What you have to do — This exercise calls for printing every record exactly once more.

[Stored items]
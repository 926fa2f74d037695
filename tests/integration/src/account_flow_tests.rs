//! Account lifecycle over HTTP: register, login, profile, payment and
//! competition registration.

use crate::test_utils::{TestApp, PASSWORD};
use axum::http::StatusCode;
use serde_json::json;

#[tokio::test]
async fn test_register_and_login() {
    let app = TestApp::new().await;

    let (status, body) = app
        .post(
            "/api/auth/register",
            None,
            json!({ "name": "  Ada Lovelace ", "email": "ADA@Example.com", "password": PASSWORD }),
        )
        .await;
    assert_eq!(status, StatusCode::CREATED);
    assert_eq!(body["success"], true);
    let user = &body["data"]["user"];
    assert_eq!(user["name"], "Ada Lovelace");
    assert_eq!(user["email"], "ada@example.com");
    assert_eq!(user["role"], "user");
    assert!(user.get("passwordHash").is_none());
    assert!(user.get("password_hash").is_none());

    let token = app.login("ada@example.com", PASSWORD).await;
    let (status, me) = app.get("/api/users/me", Some(&token)).await;
    assert_eq!(status, StatusCode::OK);
    assert_eq!(me["data"]["email"], "ada@example.com");
}

#[tokio::test]
async fn test_register_rejects_duplicates_and_short_passwords() {
    let app = TestApp::new().await;
    app.register("Ada", "ada@example.com").await;

    let (status, body) = app
        .post(
            "/api/auth/register",
            None,
            json!({ "name": "Other", "email": "ada@example.com", "password": PASSWORD }),
        )
        .await;
    assert_eq!(status, StatusCode::CONFLICT);
    assert_eq!(body["message"], "Email already registered");

    let (status, body) = app
        .post(
            "/api/auth/register",
            None,
            json!({ "name": "Bob", "email": "bob@example.com", "password": "short" }),
        )
        .await;
    assert_eq!(status, StatusCode::BAD_REQUEST);
    assert_eq!(body["success"], false);
    assert_eq!(body["statusCode"], 400);
}

#[tokio::test]
async fn test_login_failures() {
    let app = TestApp::new().await;
    app.register("Ada", "ada@example.com").await;

    let (status, body) = app
        .post("/api/auth/login", None, json!({ "email": "ada@example.com" }))
        .await;
    assert_eq!(status, StatusCode::BAD_REQUEST);
    assert_eq!(body["message"], "Please provide email and password");

    for (email, password) in [
        ("ada@example.com", "wrong-password"),
        ("nobody@example.com", PASSWORD),
    ] {
        let (status, body) = app
            .post(
                "/api/auth/login",
                None,
                json!({ "email": email, "password": password }),
            )
            .await;
        assert_eq!(status, StatusCode::UNAUTHORIZED);
        assert_eq!(body["message"], "Invalid credentials");
    }
}

#[tokio::test]
async fn test_protected_routes_need_a_valid_token() {
    let app = TestApp::new().await;

    let (status, body) = app.get("/api/users/me", None).await;
    assert_eq!(status, StatusCode::UNAUTHORIZED);
    assert_eq!(
        body,
        json!({
            "success": false,
            "message": "Not authorized to access this route",
            "statusCode": 401
        })
    );

    let (status, _) = app.get("/api/users/me", Some("garbage.token")).await;
    assert_eq!(status, StatusCode::UNAUTHORIZED);
}

#[tokio::test]
async fn test_update_me_only_touches_identity_fields() {
    let app = TestApp::new().await;
    let (token, _) = app.register("Ada", "ada@example.com").await;

    let (status, body) = app
        .patch(
            "/api/users/me",
            Some(&token),
            json!({ "name": "Ada King", "role": "admin", "paymentStatus": "approved" }),
        )
        .await;
    assert_eq!(status, StatusCode::OK);
    assert_eq!(body["data"]["name"], "Ada King");
    assert_eq!(body["data"]["role"], "user");
    assert_eq!(body["data"]["paymentStatus"], "pending");

    let (status, body) = app
        .patch("/api/users/updateme", Some(&token), json!({ "email": "ada@king.org" }))
        .await;
    assert_eq!(status, StatusCode::OK);
    assert_eq!(body["data"]["email"], "ada@king.org");
}

#[tokio::test]
async fn test_payment_submission_and_review() {
    let app = TestApp::new().await;
    let (token, id) = app.register("Ada", "ada@example.com").await;

    let (status, body) = app
        .post(
            "/api/users/submit-payment",
            Some(&token),
            json!({ "paymentId": "PAY-1", "amount": 150.0 }),
        )
        .await;
    assert_eq!(status, StatusCode::OK);
    assert_eq!(body["message"], "Payment submitted successfully");
    assert_eq!(body["data"]["paymentStatus"], "processing");
    assert_eq!(body["data"]["paymentId"], "PAY-1");

    let (status, body) = app
        .patch(
            &format!("/api/users/payment-status/{id}"),
            Some(&app.admin_token),
            json!({ "paymentStatus": "approved", "paymentNotes": "ok" }),
        )
        .await;
    assert_eq!(status, StatusCode::OK);
    assert_eq!(body["message"], "Payment status updated to approved");

    let (_, body) = app.get("/api/users/payment-status", Some(&token)).await;
    assert_eq!(body["data"]["paymentStatus"], "approved");
    assert_eq!(body["data"]["paymentAmount"], 150.0);
    assert!(body["data"]["paymentDate"].is_string());

    app.wait_for_mail(2).await;
    let subjects: Vec<_> = app
        .mailer
        .sent_to("ada@example.com")
        .into_iter()
        .map(|m| m.subject)
        .collect();
    assert!(subjects.contains(&"Payment Processing - Global Heritage Pageant".to_string()));
    assert!(subjects
        .contains(&"Welcome to Global Heritage Pageant - Payment Approved!".to_string()));
}

#[tokio::test]
async fn test_update_payment_id_and_alias() {
    let app = TestApp::new().await;
    let (token, _) = app.register("Ada", "ada@example.com").await;

    let (status, body) = app
        .post(
            "/api/auth/update-payment-id",
            Some(&token),
            json!({ "paymentId": " REF-9 " }),
        )
        .await;
    assert_eq!(status, StatusCode::OK);
    assert_eq!(body["data"]["paymentId"], "REF-9");

    let (status, _) = app
        .post(
            "/api/auth/updatePaymentId",
            Some(&token),
            json!({ "paymentId": "REF-10" }),
        )
        .await;
    assert_eq!(status, StatusCode::OK);
}

#[tokio::test]
async fn test_registration_requires_approved_payment() {
    let app = TestApp::new().await;
    let (token, id) = app.register("Ada", "ada@example.com").await;

    let (status, body) = app
        .post(
            "/api/competition/register",
            Some(&token),
            json!({ "category": "Miss" }),
        )
        .await;
    assert_eq!(status, StatusCode::BAD_REQUEST);
    assert_eq!(body["message"], "Please complete payment before registration");

    app.approve_payment(&id).await;
    let (status, body) = app
        .post(
            "/api/competition/register",
            Some(&token),
            json!({ "category": "Miss", "age": 23, "talents": ["singing"] }),
        )
        .await;
    assert_eq!(status, StatusCode::OK);
    assert_eq!(
        body["message"],
        "Competition registration completed successfully"
    );

    let (_, body) = app
        .get("/api/competition/registration-status", Some(&token))
        .await;
    assert_eq!(body["data"]["registrationStatus"], "completed");
    assert_eq!(body["data"]["paymentStatus"], "approved");
    assert_eq!(body["data"]["competitionRegistration"]["category"], "Miss");
}

#[tokio::test]
async fn test_health_probe() {
    let app = TestApp::new().await;
    let (status, body) = app.get("/health", None).await;
    assert_eq!(status, StatusCode::OK);
    assert_eq!(body["status"], "healthy");
}

#[tokio::test]
async fn test_unknown_route_uses_error_shape() {
    let app = TestApp::new().await;
    let (status, body) = app.get("/api/nowhere", None).await;
    assert_eq!(status, StatusCode::NOT_FOUND);
    assert_eq!(
        body,
        json!({ "success": false, "message": "Route not found", "statusCode": 404 })
    );
}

Answer box —
repository 926fa2f74d037695
filename tests/integration/src/account_flow_tests.rs
//! Account lifecycle over HTTP: register, login, profile, payment and
//! competition registration.

use crate::test_utils::{TestApp, PASSWORD};
use axum::http::StatusCode;
use serde_json::json;

#[tokio::test]
async fn test_register_and_login() {
    let app = TestApp::new().await;

    let (status, body) = app
        .post(
            "/api/auth/register",
            None,
            json!({ "name": "  Ada Lovelace ", "email": "ADA@Example.com", "password": PASSWORD }),
        )
        .await;
    assert_eq!(status, StatusCode::CREATED);
    assert_eq!(body["success"], true);
    let user = &body["data"]["user"];
    assert_eq!(user["name"], "Ada Lovelace");
    assert_eq!(user["email"], "ada@example.com");
    assert_eq!(user["role"], "user");
    assert!(user.get("passwordHash").is_none());
    assert!(user.get("password_hash").is_none());

    let token = app.login("ada@example.com", PASSWORD).await;
    let (status, me) = app.get("/api/users/me", Some(&token)).await;
    assert_eq!(status, StatusCode::OK);
    assert_eq!(me["data"]["email"], "ada@example.com");
}

#[tokio::test]
async fn test_register_rejects_duplicates_and_short_passwords() {
    let app = TestApp::new().await;
    app.register("Ada", "ada@example.com").await;

    let (status, body) = app
        .post(
            "/api/auth/register",
            None,
            json!({ "name": "Other", "email": "ada@example.com", "password": PASSWORD }),
        )
        .await;
    assert_eq!(status, StatusCode::CONFLICT);
    assert_eq!(body["message"], "Email already registered");

    let (status, body) = app
        .post(
            "/api/auth/register",
            None,
            json!({ "name": "Bob", "email": "bob@example.com", "password": "short" }),
        )
        .await;
    assert_eq!(status, StatusCode::BAD_REQUEST);
    assert_eq!(body["success"], false);
    assert_eq!(body["statusCode"], 400);
}

#[tokio::test]
async fn test_login_failures() {
    let app = TestApp::new().await;
    app.register("Ada", "ada@example.com").await;

    let (status, body) = app
        .post("/api/auth/login", None, json!({ "email": "ada@example.com" }))
        .await;
    assert_eq!(status, StatusCode::BAD_REQUEST);
    assert_eq!(body["message"], "Please provide email and password");

    for (email, password) in [
        ("ada@example.com", "wrong-password"),
        ("nobody@example.com", PASSWORD),
    ] {
        let (status, body) = app
            .post(
                "/api/auth/login",
                None,
                json!({ "email": email, "password": password }),
            )
            .await;
        assert_eq!(status, StatusCode::UNAUTHORIZED);
        assert_eq!(body["message"], "Invalid credentials");
    }
}

#[tokio::test]
async fn test_protected_routes_need_a_valid_token() {
    let app = TestApp::new().await;

    let (status, body) = app.get("/api/users/me", None).await;
    assert_eq!(status, StatusCode::UNAUTHORIZED);
    assert_eq!(
        body,
        json!({
            "success": false,
            "message": "Not authorized to access this route",
            "statusCode": 401
        })
    );

    let (status, _) = app.get("/api/users/me", Some("garbage.token")).await;
    assert_eq!(status, StatusCode::UNAUTHORIZED);
}

#[tokio::test]
async fn test_update_me_only_touches_identity_fields() {
    let app = TestApp::new().await;
    let (token, _) = app.register("Ada", "ada@example.com").await;

    let (status, body) = app
        .patch(
            "/api/users/me",
            Some(&token),
            json!({ "name": "Ada King", "role": "admin", "paymentStatus": "approved" }),
        )
        .await;
    assert_eq!(status, StatusCode::OK);
    assert_eq!(body["data"]["name"], "Ada King");
    assert_eq!(body["data"]["role"], "user");
    assert_eq!(body["data"]["paymentStatus"], "pending");

    let (status, body) = app
        .patch("/api/users/updateme", Some(&token), json!({ "email": "ada@king.org" }))
        .await;
    assert_eq!(status, StatusCode::OK);
    assert_eq!(body["data"]["email"], "ada@king.org");
}

#[tokio::test]
async fn test_payment_submission_and_review() {
    let app = TestApp::new().await;
    let (token, id) = app.register("Ada", "ada@example.com").await;

    let (status, body) = app
        .post(
            "/api/users/submit-payment",
            Some(&token),
            json!({ "paymentId": "PAY-1", "amount": 150.0 }),
        )
        .await;
    assert_eq!(status, StatusCode::OK);
    assert_eq!(body["message"], "Payment submitted successfully");
    assert_eq!(body["data"]["paymentStatus"], "processing");
    assert_eq!(body["data"]["paymentId"], "PAY-1");

    let (status, body) = app
        .patch(
            &format!("/api/users/payment-status/{id}"),
            Some(&app.admin_token),
            json!({ "paymentStatus": "approved", "paymentNotes": "ok" }),
        )
        .await;
    assert_eq!(status, StatusCode::OK);
    assert_eq!(body["message"], "Payment status updated to approved");

    let (_, body) = app.get("/api/users/payment-status", Some(&token)).await;
    assert_eq!(body["data"]["paymentStatus"], "approved");
    assert_eq!(body["data"]["paymentAmount"], 150.0);
    assert!(body["data"]["paymentDate"].is_string());

    app.wait_for_mail(2).await;
    let subjects: Vec<_> = app
        .mailer
        .sent_to("ada@example.com")
        .into_iter()
        .map(|m| m.subject)
        .collect();
    assert!(subjects.contains(&"Payment Processing - Global Heritage Pageant".to_string()));
    assert!(subjects
        .contains(&"Welcome to Global Heritage Pageant - Payment Approved!".to_string()));
}

#[tokio::test]
async fn test_update_payment_id_and_alias() {
    let app = TestApp::new().await;
    let (token, _) = app.register("Ada", "ada@example.com").await;

    let (status, body) = app
        .post(
            "/api/auth/update-payment-id",
            Some(&token),
            json!({ "paymentId": " REF-9 " }),
        )
        .await;
    assert_eq!(status, StatusCode::OK);
    assert_eq!(body["data"]["paymentId"], "REF-9");

    let (status, _) = app
        .post(
            "/api/auth/updatePaymentId",
            Some(&token),
            json!({ "paymentId": "REF-10" }),
        )
        .await;
    assert_eq!(status, StatusCode::OK);
}

#[tokio::test]
async fn test_registration_requires_approved_payment() {
    let app = TestApp::new().await;
    let (token, id) = app.register("Ada", "ada@example.com").await;

    let (status, body) = app
        .post(
            "/api/competition/register",
            Some(&token),
            json!({ "category": "Miss" }),
        )
        .await;
    assert_eq!(status, StatusCode::BAD_REQUEST);
    assert_eq!(body["message"], "Please complete payment before registration");

    app.approve_payment(&id).await;
    let (status, body) = app
        .post(
            "/api/competition/register",
            Some(&token),
            json!({ "category": "Miss", "age": 23, "talents": ["singing"] }),
        )
        .await;
    assert_eq!(status, StatusCode::OK);
    assert_eq!(
        body["message"],
        "Competition registration completed successfully"
    );

    let (_, body) = app
        .get("/api/competition/registration-status", Some(&token))
        .await;
    assert_eq!(body["data"]["registrationStatus"], "completed");
    assert_eq!(body["data"]["paymentStatus"], "approved");
    assert_eq!(body["data"]["competitionRegistration"]["category"], "Miss");
}

#[tokio::test]
async fn test_health_probe() {
    let app = TestApp::new().await;
    let (status, body) = app.get("/health", None).await;
    assert_eq!(status, StatusCode::OK);
    assert_eq!(body["status"], "healthy");
}

#[tokio::test]
async fn test_unknown_route_uses_error_shape() {
    let app = TestApp::new().await;
    let (status, body) = app.get("/api/nowhere", None).await;
    assert_eq!(status, StatusCode::NOT_FOUND);
    assert_eq!(
        body,
        json!({ "success": false, "message": "Route not found", "statusCode": 404 })
    );
}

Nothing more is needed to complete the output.